A Writer-Reader on James Baldwin

Fiction writer Antonya Nelson discussing approaches to revision.

A close look at James Baldwin’s “Sonny’s Blues” can get you thinking, in some ways, about the larger history of black music in America. That’s one of the take-home points we got from a really thoughtful talk by fiction writer Antonya Nelson today.

Nelson is an accomplished writer, and her discussion of craft yesterday at the SIUE bookstore indicated that she’s also an engaging and talented teacher as well. Her main focus was on 10 stages of revisions that she encourages students in her fiction classes to perform on drafts of their stories during the course of a semester

At one point during the talk, she was explaining “escalation” and story arcs and mentioned Baldwin’s “Sonny’s Blues” as an example. Nelson mentioned how beginning with a whistle early on in the story, there’s this subtle and increasing buildup of sounds and music until the climatic scene toward the end where Sonny and the musicians let loose in a powerful jazz tune.

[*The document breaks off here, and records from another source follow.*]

use anyhow::{anyhow, Context, Result};
use clap::Parser;
use recommend_indexer::resolve_workers;
use recommend_protocol::serialize_json;
use std::io;
use std::path::PathBuf;

pub mod config;
pub mod registry;
pub mod report;
pub mod tasks;

pub use config::{load_config, AppConfig, ConfigFile};
pub use registry::{DataTask, TaskRegistry};
pub use report::RunReport;
pub use tasks::{ProjectRecommendTask, Stage, UserRecommendTask};

fn print_stdout(text: &str) -> Result<()> {
    use std::io::Write;

    let mut stdout = io::stdout().lock();
    if let Err(err) = stdout
        .write_all(text.as_bytes())
        .and_then(|_| stdout.write_all(b"\n"))
        .and_then(|_| stdout.flush())
    {
        if err.kind() == io::ErrorKind::BrokenPipe {
            return Ok(());
        }
        return Err(err.into());
    }
    Ok(())
}

#[derive(Parser, Debug)]
#[command(name = "recommend")]
#[command(about = "Offline user/project recommendation batch job", long_about = None)]
#[command(version)]
struct Cli {
    /// Comma-separated input files, in the order the task expects
    #[arg(short, long, value_delimiter = ',')]
    input: Vec<PathBuf>,

    /// Output file (newline-delimited JSON, truncated if it exists)
    #[arg(short, long)]
    output: Option<PathBuf>,

    /// Config file (JSON, or TOML with a .toml extension)
    #[arg(short, long)]
    config: Option<PathBuf>,

    /// Task to run (see --list-tasks)
    #[arg(short, long)]
    service: Option<String>,

    /// Opaque argument passed to the task
    #[arg(short, long)]
    arg: Option<String>,

    /// Workers for the primary file (overrides config and RECOMMEND_WORKERS)
    #[arg(long)]
    workers: Option<usize>,

    /// Enable verbose logging
    #[arg(short, long)]
    verbose: bool,

    /// Quiet mode: log only warnings/errors
    #[arg(long)]
    quiet: bool,

    /// Print the run report as JSON on stdout (implies --quiet)
    #[arg(long)]
    json: bool,

    /// List registered tasks and their inputs, then exit
    #[arg(long)]
    list_tasks: bool,
}

fn init_logging(cli: &Cli) {
    let mut builder =
        env_logger::Builder::from_env(env_logger::Env::default().default_filter_or("info"));
    if cli.quiet || cli.json {
        builder.filter_level(log::LevelFilter::Warn);
    } else if cli.verbose {
        builder.filter_level(log::LevelFilter::Debug);
    }
    builder.target(env_logger::Target::Stderr).init();
}

fn list_tasks(registry: &TaskRegistry, json: bool) -> Result<()> {
    if json {
        let tasks: Vec<serde_json::Value> = registry
            .tasks()
            .map(|task| {
                serde_json::json!({
                    "name": task.name(),
                    "inputs": task.input_roles(),
                })
            })
            .collect();
        return print_stdout(&serialize_json(&tasks)?);
    }
    for task in registry.tasks() {
        print_stdout(&format!("{}\t{}", task.name(), task.input_roles().join(",")))?;
    }
    Ok(())
}

pub async fn main_entry() -> Result<()> {
    let cli = Cli::parse();
    init_logging(&cli);

    let config = load_config(cli.config.as_deref())?;
    let workers = resolve_workers(cli.workers.or(config.workers));
    log::debug!("{}: {workers} worker(s)", config.app_name);

    let registry = TaskRegistry::with_builtin(&config, workers)?;
    if cli.list_tasks {
        return list_tasks(&registry, cli.json);
    }

    let service = cli.service.as_deref().ok_or_else(|| {
        anyhow!(
            "Missing --service (one of: {})",
            registry.names().join("|")
        )
    })?;
    let output = cli.output.as_deref().context("Missing --output")?;
    if cli.input.is_empty() {
        return Err(anyhow!("Missing --input"));
    }

    let task = registry.resolve(service)?;
    let report = task
        .run(&cli.input, output, cli.arg.as_deref())
        .await
        .with_context(|| format!("{service} failed"))?;

    if cli.json {
        print_stdout(&serialize_json(&report)?)?;
    } else {
        log::info!("{}", report.summary());
    }
    Ok(())
}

Nelson said that the accumulation of sounds from the whistle to the jazz performance in Baldwin’s story could be read as a kind of history of black music in America.

Here’s Baldwin’s narrator early in "Sonny's Blues" describing that whistle: "One boy was whistling a tune, at once very complicated and very simple, it seemed to be pouring out of him as though he were a bird, and it sounded very cool and moving through harsh, bright air, only just holding its own through all those other sounds."

And here’s the narrator reflecting on that force of Sonny’s playing: “Freedom lurked around us and I understood, at last, that he could help us to be free if we would listen, that he would never be free until we did.”

Nelson referred to herself as a “writer-reader.” As such, she looks at stories, attentive to the ways that a writer might when writing and revising in order to arrive at the completed product. I’m probably using operating as a reader-teacher-writer, but Nelson provided me with some more options, including that “writer-reader” perspective.

I had all these wonderful questions moving around in my head concerning various African American authors that I wanted to get Nelson’s thoughts on relating to revision and writer-reader perspectives. But (sigh) when I bumped into Nelson later in the hallway, I froze up and could only ask a simple “ummm, so what else do you read?” I’ll unfreeze and do better next time.

By the way and in closing, with all its renovations and everything, SIUE’s bookstore, where Nelson’s talk was held, has become an important intellectual and cultural space, especially for the writer-reader-listener-scholar types. Folks in the English Department’s Creative Writing program have really been putting the space to good use.